10/22/21
09:55
Andra Day- “Rise up”
At home
For months I haven’t written any posts because to be completely honest, I had nothing to write about, or so I thought. I had no idea what to write about. I had moments where I felt like I exposed myself a little too much. My diagnosis is something I’ve kept a secret for years. It’s a part of me that I didn’t want anyone to know about. So after I shared it on my blog, I had to convince myself why I started a blog in the first place. Sure I want to write a book but over time, my blog became so much more than that. It’s a way to share my experiences with mental illness. I may not have many readers or subscribers but writing it out and sharing is helping me. Even if I have my moments of doubt and moments when I felt like I shared too much, I remind myself that it’s okay.

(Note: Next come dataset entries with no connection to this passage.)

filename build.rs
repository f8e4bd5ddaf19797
use anyhow::*;
use fs_extra::copy_items;
use fs_extra::dir::CopyOptions;
use std::env;
use std::path::PathBuf;

fn main() -> Result<()> {
    // This tells Cargo to rerun this script if something in /assets/ changes.
    println!("cargo:rerun-if-changed=assets/*");

    let out_dir = env::var("OUT_DIR")?;
    let mut copy_options = CopyOptions::new();
    copy_options.overwrite = true;
    let mut paths_to_copy = Vec::new();
    paths_to_copy.push("assets/");
    let manifest_dir = PathBuf::from(env::var("CARGO_MANIFEST_DIR")?);
    let assets_src = manifest_dir.join("assets");
    if assets_src.exists() {
        copy_items(&paths_to_copy, out_dir, &copy_options)?;
    }

    Ok(())
}
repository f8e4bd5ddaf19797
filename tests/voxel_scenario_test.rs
use sparse_voxels::{
    DemoConfig, DemoType,
    demos::{selection::DemoCommand, voxel_demo::VoxelDemo},
    generator::TexturePreset,
};

fn config() -> DemoConfig {
    DemoConfig {
        raw_voxel_file: None,
        scene_file: None,
        ..Default::default()
    }
}

#[test]
fn level_and_texture_navigation() {
    let mut demo = VoxelDemo::begin(&config(), None).unwrap();
    assert_eq!(demo.selection().mip_level_count(), 7);
    assert_eq!(demo.generator().current_name(), Some(TexturePreset::SPHERE));

    for _ in 0..3 {
        assert!(demo.apply(DemoCommand::from_char('.').unwrap()));
    }
    assert_eq!(demo.selection().mip_level(), 3);
    for demo_type in DemoType::ALL {
        assert_eq!(demo.descriptor(demo_type).unwrap().dims, [8, 8, 8]);
    }

    let before = demo.generator().voxel_texture().unwrap().id();
    assert!(demo.apply(DemoCommand::from_char('\'').unwrap()));
    let after = demo.generator().voxel_texture().unwrap().id();
    assert_ne!(before, after);
    assert_eq!(demo.selection().mip_level(), 3);
    for demo_type in DemoType::ALL {
        let descriptor = demo.descriptor(demo_type).unwrap();
        assert_eq!(descriptor.level, 3);
        assert_eq!(descriptor.texture_id, after);
    }
}

#[test]
fn level_is_clamped_at_both_ends() {
    let mut demo = VoxelDemo::begin(&config(), None).unwrap();
    assert!(!demo.apply(DemoCommand::PreviousMipLevel));
    assert_eq!(demo.selection().mip_level(), 0);
    for _ in 0..10 {
        demo.apply(DemoCommand::NextMipLevel);
    }
    assert_eq!(demo.selection().mip_level(), 6);
    let descriptor = demo.descriptor(DemoType::DebugDraw).unwrap();
    assert_eq!(descriptor.dims, [1, 1, 1]);
    assert!(descriptor.instance_count <= 1);
}

#[test]
fn texture_cycle_is_a_closed_loop() {
    let mut demo = VoxelDemo::begin(&config(), None).unwrap();
    let count = demo.selection().preset_count();
    let start = demo.generator().current_name().map(str::to_string);
    for _ in 0..count {
        demo.apply(DemoCommand::NextTexture);
    }
    assert_eq!(demo.generator().current_name().map(str::to_string), start);
    demo.apply(DemoCommand::PreviousTexture);
    assert_eq!(demo.selection().preset(), count - 1);
}

#[test]
fn demo_selection_by_number() {
    let mut demo = VoxelDemo::begin(&config(), None).unwrap();
    assert_eq!(demo.selection().demo(), DemoType::DebugDraw);
    assert!(demo.apply(DemoCommand::from_char('2').unwrap()));
    assert_eq!(demo.selection().demo(), DemoType::VoxelRaycaster);
    assert!(!demo.apply(DemoCommand::from_char('9').unwrap()));
    assert_eq!(demo.selection().demo(), DemoType::VoxelRaycaster);
}
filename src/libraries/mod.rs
//! Resource libraries sharing the two-phase (declare, then commit) lifecycle.
//!
//! - `mesh` owns vertex/index data and, once committed, the GPU buffers
//! - `shader` owns program declarations and, once committed, render pipelines
//! - `scene` owns scenes built from mesh and shader identifiers
//!
//! See [`crate::engine::CoreEngine`] for the order in which they are driven.

pub mod mesh;
pub mod scene;
pub mod shader;
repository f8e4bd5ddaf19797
//! Application event loop of the voxel viewer.
//!
//! [`run`] opens a window, builds the GPU context, runs [`CoreEngine::begin`]
//! and [`VoxelDemo::begin`] and then drives one frame per redraw:
//!
//! 1. input received since the last frame has already been applied
//!    (commands rebuild the demo modes synchronously)
//! 2. the per-frame record is built from the camera and replaces the old one
//! 3. the scene advances, pending demo rebuilds are uploaded
//! 4. the scene and the selected demo mode are rendered and presented
//! 5. the frame time advances by the configured delta

use std::sync::Arc;

use anyhow::Context as _;
use cgmath::{EuclideanSpace, InnerSpace};
use winit::{
    application::ApplicationHandler,
    dpi::PhysicalPosition,
    event::{ElementState, KeyEvent, MouseButton, WindowEvent},
    event_loop::{ActiveEventLoop, EventLoop},
    keyboard::{KeyCode, PhysicalKey},
    window::Window,
};

use crate::{
    camera::ThirdPersonCamera,
    config::DemoConfig,
    context::{Context, InitContext},
    data_structures::scene::SceneDescription,
    demos::{selection::DemoCommand, voxel_demo::VoxelDemo},
    engine::CoreEngine,
    generator::RawVolume,
    render_data::PerFrameUniform,
    resources,
};

#[cfg(target_arch = "wasm32")]
use wasm_bindgen::prelude::*;

/// Mouse buttons held down and the last cursor position.
#[derive(Debug, Default)]
struct MouseDrag {
    left: bool,
    right: bool,
    middle: bool,
    last: Option<PhysicalPosition<f64>>,
}

pub(crate) struct AppState {
    ctx: Context,
    gpu: InitContext,
    engine: CoreEngine,
    demo: VoxelDemo,
    camera: ThirdPersonCamera,
    mouse: MouseDrag,
    frame_time: f32,
    frame_time_delta: f32,
    frames: u32,
    last_report: instant::Instant,
}

impl AppState {
    async fn new(window: Arc<Window>, config: DemoConfig) -> anyhow::Result<Self> {
        let ctx = Context::new(window, config.show_debug_output).await?;
        let gpu = InitContext::from(&ctx);

        let (description, raw) = futures::join!(
            load_scene(config.scene_file.as_deref()),
            load_raw(config.raw_voxel_file.as_deref())
        );
        let description = description?;
        let obj_meshes = resources::load_scene_meshes(&description).await?;
        let source_name = config.scene_file.as_deref().unwrap_or("<empty>");

        let mut engine = CoreEngine::new();
        engine.begin(&gpu, "main", source_name, &description, &obj_meshes)?;
        let demo = VoxelDemo::begin(&config, raw)?;

        let mut camera = ThirdPersonCamera::default();
        camera.set_far_near_planes(0.01, 100.0);
        camera.look_at = cgmath::Point3::new(0.5, 0.5, 0.5);
        camera.zoom(-2.0);
        let [width, height] = ctx.size();
        camera.set_aspect_ratio(width, height);

        Ok(Self {
            ctx,
            gpu,
            engine,
            demo,
            camera,
            mouse: MouseDrag::default(),
            frame_time: 0.0,
            frame_time_delta: config.frame_time_delta,
            frames: 0,
            last_report: instant::Instant::now(),
        })
    }

    fn resize(&mut self, width: u32, height: u32) {
        self.ctx.resize(width, height);
        self.camera.set_aspect_ratio(width, height);
    }

    fn keyboard(&mut self, code: KeyCode) {
        if let Some(command) = DemoCommand::from_key_code(code) {
            self.demo.apply(command);
        }
    }

    fn cursor_moved(&mut self, position: PhysicalPosition<f64>) {
        let Some(last) = self.mouse.last.replace(position) else {
            return;
        };
        let dx = (position.x - last.x) as f32;
        let dy = (position.y - last.y) as f32;
        let distance = self.camera.position().to_vec().magnitude();
        let rotate_amount = distance / 200.0;
        let zoom_amount = distance / 200.0;
        let pan_amount = distance / 500.0;
        if self.mouse.left {
            self.camera.rotate(-dx * rotate_amount, -dy * rotate_amount);
        }
        if self.mouse.right {
            self.camera.zoom(dy * zoom_amount);
        }
        if self.mouse.middle {
            self.camera.pan(-dx * pan_amount, dy * pan_amount);
        }
    }

    fn render(&mut self) -> anyhow::Result<()> {
        let record = PerFrameUniform::new(&self.camera, self.ctx.size(), self.frame_time);
        self.engine.display(&self.ctx.queue, record)?;
        self.engine.update_scene(&self.ctx.queue);
        self.demo.prepare(&self.gpu)?;

        let output = match self.ctx.surface.get_current_texture() {
            Ok(output) => output,
            // Reconfigure the surface if it's lost or outdated
            Err(wgpu::SurfaceError::Lost | wgpu::SurfaceError::Outdated) => {
                let size = self.ctx.window.inner_size();
                self.resize(size.width, size.height);
                return Ok(());
            }
            Err(e) => return Err(e).context("acquiring the next frame"),
        };
        let view = output
            .texture
            .create_view(&wgpu::TextureViewDescriptor::default());
        let mut encoder = self
            .ctx
            .device
            .create_command_encoder(&wgpu::CommandEncoderDescriptor {
                label: Some("Render Encoder"),
            });
        {
            let mut pass = encoder.begin_render_pass(&wgpu::RenderPassDescriptor {
                label: Some("Render Pass"),
                color_attachments: &[Some(wgpu::RenderPassColorAttachment {
                    view: &view,
                    resolve_target: None,
                    ops: wgpu::Operations {
                        load: wgpu::LoadOp::Clear(self.ctx.clear_colour),
                        store: wgpu::StoreOp::Store,
                    },
                    depth_slice: None,
                })],
                depth_stencil_attachment: Some(wgpu::RenderPassDepthStencilAttachment {
                    view: &self.ctx.depth_texture.view,
                    depth_ops: Some(wgpu::Operations {
                        load: wgpu::LoadOp::Clear(1.0),
                        store: wgpu::StoreOp::Store,
                    }),
                    stencil_ops: None,
                }),
                ..Default::default()
            });
            self.engine.render(&mut pass)?;
            self.demo.render(&mut pass, &self.engine)?;
        }
        self.ctx.queue.submit(std::iter::once(encoder.finish()));
        self.ctx.window.pre_present_notify();
        output.present();

        self.frame_time += self.frame_time_delta;
        self.report_frame_rate();
        Ok(())
    }

    fn report_frame_rate(&mut self) {
        self.frames += 1;
        let elapsed = self.last_report.elapsed();
        if elapsed.as_secs_f32() >= 1.0 {
            log::debug!(
                "{:.1} fps, demo {}, level {}",
                self.frames as f32 / elapsed.as_secs_f32(),
                self.demo.selection().demo(),
                self.demo.selection().mip_level()
            );
            self.frames = 0;
            self.last_report = instant::Instant::now();
        }
    }
}

async fn load_scene(file_name: Option<&str>) -> anyhow::Result<SceneDescription> {
    match file_name {
        Some(file_name) => resources::load_scene_description(file_name).await,
        None => Ok(SceneDescription::default()),
    }
}

/// The raw volume is optional; a missing file only costs the extra preset.
async fn load_raw(file_name: Option<&str>) -> Option<(String, RawVolume)> {
    let file_name = file_name?;
    match resources::load_raw_voxels(file_name).await {
        Ok(volume) => Some((file_name.to_string(), volume)),
        Err(e) => {
            log::warn!("skipping raw voxel preset: {e:#}");
            None
        }
    }
}

pub(crate) enum FlowEvent {
    #[allow(dead_code)]
    Initialized(Box<AppState>),
    #[allow(dead_code)]
    Failed(String),
}

pub struct App {
    #[cfg(not(target_arch = "wasm32"))]
    async_runtime: tokio::runtime::Runtime,
    #[allow(dead_code)]
    proxy: winit::event_loop::EventLoopProxy<FlowEvent>,
    config: DemoConfig,
    state: Option<AppState>,
    started: bool,
}

impl App {
    fn new(event_loop: &EventLoop<FlowEvent>, config: DemoConfig) -> anyhow::Result<Self> {
        Ok(Self {
            #[cfg(not(target_arch = "wasm32"))]
            async_runtime: tokio::runtime::Runtime::new()?,
            proxy: event_loop.create_proxy(),
            config,
            state: None,
            started: false,
        })
    }
}

impl ApplicationHandler<FlowEvent> for App {
    fn resumed(&mut self, event_loop: &ActiveEventLoop) {
        if self.started {
            return;
        }
        self.started = true;

        #[allow(unused_mut)]
        let mut window_attributes = Window::default_attributes()
            .with_title(self.config.title.clone())
            .with_inner_size(winit::dpi::LogicalSize::new(
                self.config.window_size[0],
                self.config.window_size[1],
            ));

        #[cfg(target_arch = "wasm32")]
        {
            use wasm_bindgen::JsCast;
            use winit::platform::web::WindowAttributesExtWebSys;

            const CANVAS_ID: &str = "canvas";

            let window = wgpu::web_sys::window().unwrap_throw();
            let document = window.document().unwrap_throw();
            let canvas = document.get_element_by_id(CANVAS_ID).unwrap_throw();
            let html_canvas_element = canvas.unchecked_into();
            window_attributes = window_attributes.with_canvas(Some(html_canvas_element));
        }

        let window = match event_loop.create_window(window_attributes) {
            Ok(window) => Arc::new(window),
            Err(e) => {
                log::error!("Unable to create a window: {e}");
                event_loop.exit();
                return;
            }
        };
        let init_future = AppState::new(window, self.config.clone());

        #[cfg(not(target_arch = "wasm32"))]
        {
            match self.async_runtime.block_on(init_future) {
                Ok(state) => {
                    state.ctx.window.request_redraw();
                    self.state = Some(state);
                }
                Err(e) => {
                    log::error!("Start-up failed: {e:#}");
                    event_loop.exit();
                }
            }
        }

        #[cfg(target_arch = "wasm32")]
        {
            let proxy = self.proxy.clone();
            wasm_bindgen_futures::spawn_local(async move {
                let event = match init_future.await {
                    Ok(state) => FlowEvent::Initialized(Box::new(state)),
                    Err(e) => FlowEvent::Failed(format!("{e:#}")),
                };
                if proxy.send_event(event).is_err() {
                    log::error!("Event loop closed during start-up");
                }
            });
        }
    }

    fn user_event(&mut self, event_loop: &ActiveEventLoop, event: FlowEvent) {
        match event {
            // This is the message from our wasm `spawn_local`
            FlowEvent::Initialized(state) => {
                let mut state = *state;
                let size = state.ctx.window.inner_size();
                state.resize(size.width, size.height);
                state.ctx.window.request_redraw();
                self.state = Some(state);
            }
            FlowEvent::Failed(message) => {
                log::error!("Start-up failed: {message}");
                event_loop.exit();
            }
        }
    }

    fn window_event(
        &mut self,
        event_loop: &ActiveEventLoop,
        _window_id: winit::window::WindowId,
        event: WindowEvent,
    ) {
        let state = match &mut self.state {
            Some(state) => state,
            None => return,
        };

        match event {
            WindowEvent::CloseRequested => event_loop.exit(),
            WindowEvent::Resized(size) => state.resize(size.width, size.height),
            WindowEvent::KeyboardInput {
                event:
                    KeyEvent {
                        physical_key: PhysicalKey::Code(code),
                        state: ElementState::Pressed,
                        ..
                    },
                ..
            } => match code {
                KeyCode::Escape => event_loop.exit(),
                code => state.keyboard(code),
            },
            WindowEvent::MouseInput {
                state: button_state,
                button,
                ..
            } => {
                let pressed = button_state.is_pressed();
                match button {
                    MouseButton::Left => state.mouse.left = pressed,
                    MouseButton::Right => state.mouse.right = pressed,
                    MouseButton::Middle => state.mouse.middle = pressed,
                    _ => (),
                }
            }
            WindowEvent::CursorMoved { position, .. } => state.cursor_moved(position),
            WindowEvent::RedrawRequested => {
                if let Err(e) = state.render() {
                    log::error!("Unable to render: {e:#}");
                }
                state.ctx.window.request_redraw();
            }
            _ => {}
        }
    }
}

/// Open the viewer window and run until it is closed.
pub fn run(config: DemoConfig) -> anyhow::Result<()> {
    #[cfg(not(target_arch = "wasm32"))]
    {
        if let Err(e) = env_logger::try_init() {
            println!("Warning: Could not initialize logger: {}", e);
        };
    }

    #[cfg(target_arch = "wasm32")]
    {
        console_log::init_with_level(log::Level::Info).unwrap_throw();
    }

    let event_loop: EventLoop<FlowEvent> = EventLoop::with_user_event().build()?;
    let mut app = App::new(&event_loop, config)?;
    event_loop.run_app(&mut app)?;

    Ok(())
}

#[cfg(target_arch = "wasm32")]
#[wasm_bindgen(start)]
pub fn run_web() -> Result<(), wasm_bindgen::JsValue> {
    run(DemoConfig::default()).map_err(|e| wasm_bindgen::JsValue::from_str(&format!("{e:#}")))
}
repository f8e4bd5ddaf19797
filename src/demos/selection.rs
//! Active selection state and the input commands that change it.

use winit::keyboard::KeyCode;

use crate::demos::DemoType;

/// The mip level, demo mode and texture preset currently selected.
///
/// Every field changes only through the transition methods, which clamp or
/// wrap out-of-range requests and report whether anything changed.
#[derive(Clone, Debug, PartialEq, Eq)]
pub struct Selection {
    mip_level: u32,
    mip_level_count: u32,
    demo: DemoType,
    preset: usize,
    preset_count: usize,
}

impl Selection {
    pub fn new(mip_level_count: u32, preset_count: usize, demo: DemoType) -> Self {
        Self {
            mip_level: 0,
            mip_level_count: mip_level_count.max(1),
            demo,
            preset: 0,
            preset_count: preset_count.max(1),
        }
    }

    pub fn mip_level(&self) -> u32 {
        self.mip_level
    }

    pub fn mip_level_count(&self) -> u32 {
        self.mip_level_count
    }

    pub fn demo(&self) -> DemoType {
        self.demo
    }

    pub fn preset(&self) -> usize {
        self.preset
    }

    pub fn preset_count(&self) -> usize {
        self.preset_count
    }

    /// Clamp `level` into the chain; `false` if the clamped level is the current one.
    pub fn set_mip_level(&mut self, level: i64) -> bool {
        let level = level.clamp(0, i64::from(self.mip_level_count) - 1) as u32;
        if level == self.mip_level {
            return false;
        }
        self.mip_level = level;
        log::info!("mip level: {}", level);
        true
    }

    pub fn next_mip_level(&mut self) -> bool {
        self.set_mip_level(i64::from(self.mip_level) + 1)
    }

    pub fn previous_mip_level(&mut self) -> bool {
        self.set_mip_level(i64::from(self.mip_level) - 1)
    }

    pub fn select_demo(&mut self, demo: DemoType) -> bool {
        if demo == self.demo {
            return false;
        }
        self.demo = demo;
        log::info!("demo: {}", demo);
        true
    }

    /// Select a preset by position, wrapping around the list.
    pub fn set_preset(&mut self, preset: usize) -> bool {
        let preset = preset % self.preset_count;
        if preset == self.preset {
            return false;
        }
        self.preset = preset;
        true
    }

    pub fn next_preset(&mut self) -> bool {
        self.set_preset(self.preset + 1)
    }

    pub fn previous_preset(&mut self) -> bool {
        self.set_preset(self.preset + self.preset_count - 1)
    }

    /// Track a preset list that grew or shrank, keeping the selection in range.
    pub fn set_preset_count(&mut self, preset_count: usize) {
        self.preset_count = preset_count.max(1);
        self.preset = self.preset.min(self.preset_count - 1);
    }
}

/// A discrete input event understood by the voxel demo.
#[derive(Clone, Copy, Debug, PartialEq, Eq)]
pub enum DemoCommand {
    /// Select the demo with this ordinal.
    SelectDemo(usize),
    NextMipLevel,
    PreviousMipLevel,
    NextTexture,
    PreviousTexture,
}

impl DemoCommand {
    /// Digits select a demo, `.`/`,` step the level and `;`/`'` the texture.
    pub fn from_char(c: char) -> Option<Self> {
        match c {
            '1'..='9' => Some(DemoCommand::SelectDemo(c as usize - '1' as usize)),
            '.' => Some(DemoCommand::NextMipLevel),
            ',' => Some(DemoCommand::PreviousMipLevel),
            ';' => Some(DemoCommand::NextTexture),
            '\'' => Some(DemoCommand::PreviousTexture),
            _ => None,
        }
    }

    pub fn from_key_code(code: KeyCode) -> Option<Self> {
        let c = match code {
            KeyCode::Digit1 | KeyCode::Numpad1 => '1',
            KeyCode::Digit2 | KeyCode::Numpad2 => '2',
            KeyCode::Digit3 | KeyCode::Numpad3 => '3',
            KeyCode::Digit4 | KeyCode::Numpad4 => '4',
            KeyCode::Digit5 | KeyCode::Numpad5 => '5',
            KeyCode::Digit6 | KeyCode::Numpad6 => '6',
            KeyCode::Digit7 | KeyCode::Numpad7 => '7',
            KeyCode::Digit8 | KeyCode::Numpad8 => '8',
            KeyCode::Digit9 | KeyCode::Numpad9 => '9',
            KeyCode::Period => '.',
            KeyCode::Comma => ',',
            KeyCode::Semicolon => ';',
            KeyCode::Quote => '\'',
            _ => return None,
        };
        Self::from_char(c)
    }
}
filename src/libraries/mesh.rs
use crate::{
    context::InitContext,
    data_structures::{
        library::{Handle, Library, LibraryError, Stage},
        mesh::{GpuMesh, MeshDescription},
    },
};

pub type MeshHandle = Handle<MeshDescription>;

/// Models parsed from one OBJ file, to be declared under `name`.
#[derive(Clone, Debug)]
pub struct ObjMesh {
    pub name: String,
    pub models: Vec<tobj::Model>,
}

/// Owns every mesh of an engine session.
///
/// `begin` declares the built-in primitives; further meshes may be declared
/// until `commit_to_gpu` uploads all of them at once.
pub struct MeshLibrary {
    library: Library<MeshDescription, GpuMesh>,
}

impl Default for MeshLibrary {
    fn default() -> Self {
        Self::new()
    }
}

impl MeshLibrary {
    pub const CUBE: &'static str = "cube";
    pub const PLANE: &'static str = "plane";
    pub const SPHERE: &'static str = "sphere";

    pub fn new() -> Self {
        Self {
            library: Library::new("MeshLibrary"),
        }
    }

    pub fn stage(&self) -> Stage {
        self.library.stage()
    }

    pub fn begin(&mut self) -> Result<(), LibraryError> {
        if self.library.stage() == Stage::Building {
            return Ok(());
        }
        self.library.begin()?;
        self.library.declare(Self::CUBE, MeshDescription::cube())?;
        self.library.declare(Self::PLANE, MeshDescription::plane())?;
        self.library.declare(Self::SPHERE, MeshDescription::sphere(16, 24))?;
        Ok(())
    }

    pub fn declare(
        &mut self,
        name: &str,
        description: MeshDescription,
    ) -> Result<MeshHandle, LibraryError> {
        self.library.declare(name, description)
    }

    /// Declare a mesh from models loaded with [`crate::resources::load_obj_meshes`].
    pub fn declare_obj(
        &mut self,
        name: &str,
        models: &[tobj::Model],
    ) -> Result<MeshHandle, LibraryError> {
        self.library
            .declare(name, MeshDescription::from_obj_models(models))
    }

    pub fn resolve(&self, name: &str) -> Result<MeshHandle, LibraryError> {
        self.library.resolve(name)
    }

    pub fn description(&self, handle: MeshHandle) -> &MeshDescription {
        self.library.description(handle)
    }

    pub fn len(&self) -> usize {
        self.library.len()
    }

    pub fn is_empty(&self) -> bool {
        self.library.is_empty()
    }

    pub fn commit_to_gpu(&mut self, gpu: &InitContext) -> Result<(), LibraryError> {
        let device = &gpu.device;
        self.library
            .commit(|name, description| description.upload(device, name))?;
        log::info!("MeshLibrary: committed {} meshes", self.library.len());
        Ok(())
    }

    pub fn mesh(&self, handle: MeshHandle) -> Result<&GpuMesh, LibraryError> {
        self.library.resident(handle)
    }
}

#[cfg(test)]
mod tests {
    use super::*;

    #[test]
    fn begin_declares_primitives_once() {
        let mut meshes = MeshLibrary::new();
        meshes.begin().unwrap();
        meshes.begin().unwrap();
        assert_eq!(meshes.len(), 3);
        let cube = meshes.resolve(MeshLibrary::CUBE).unwrap();
        assert_eq!(meshes.description(cube).indices.len(), 36);
    }

    #[test]
    fn custom_meshes_need_begin() {
        let mut meshes = MeshLibrary::new();
        assert!(matches!(
            meshes.declare("tri", MeshDescription::default()).unwrap_err(),
            LibraryError::NotBegun { .. }
        ));
        meshes.begin().unwrap();
        let tri = meshes.declare("tri", MeshDescription::plane()).unwrap();
        assert_eq!(meshes.resolve("tri").unwrap(), tri);
        assert!(meshes.mesh(tri).is_err());
    }
}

Some things that came up for me were being judged, looked at differently, people feeling sorry for me or just people saying to themselves that they knew something was “wrong” with me all along. I feared it so much. That fear of being judged runs deep.
I struggled with exposing myself to my followers so much that for a while I debated whether I should continue sharing and posting and that’s just sad. I’ve had to convince myself that this is good, that I’m reaching people even if those people don’t reach out to me. I hope they read my posts and thought “thank God I’m not alone”. But some people may feel the way I still sometimes struggle with. The shame that comes with accepting you have a chronic illness. An illness that may or may not have changed your outlook on life. An illness that you’ll have forever. The thing is with mental illness, there is still hope. With medication and certain lifestyle changes, there is hope, Even if some days feel like there isn’t any in sight.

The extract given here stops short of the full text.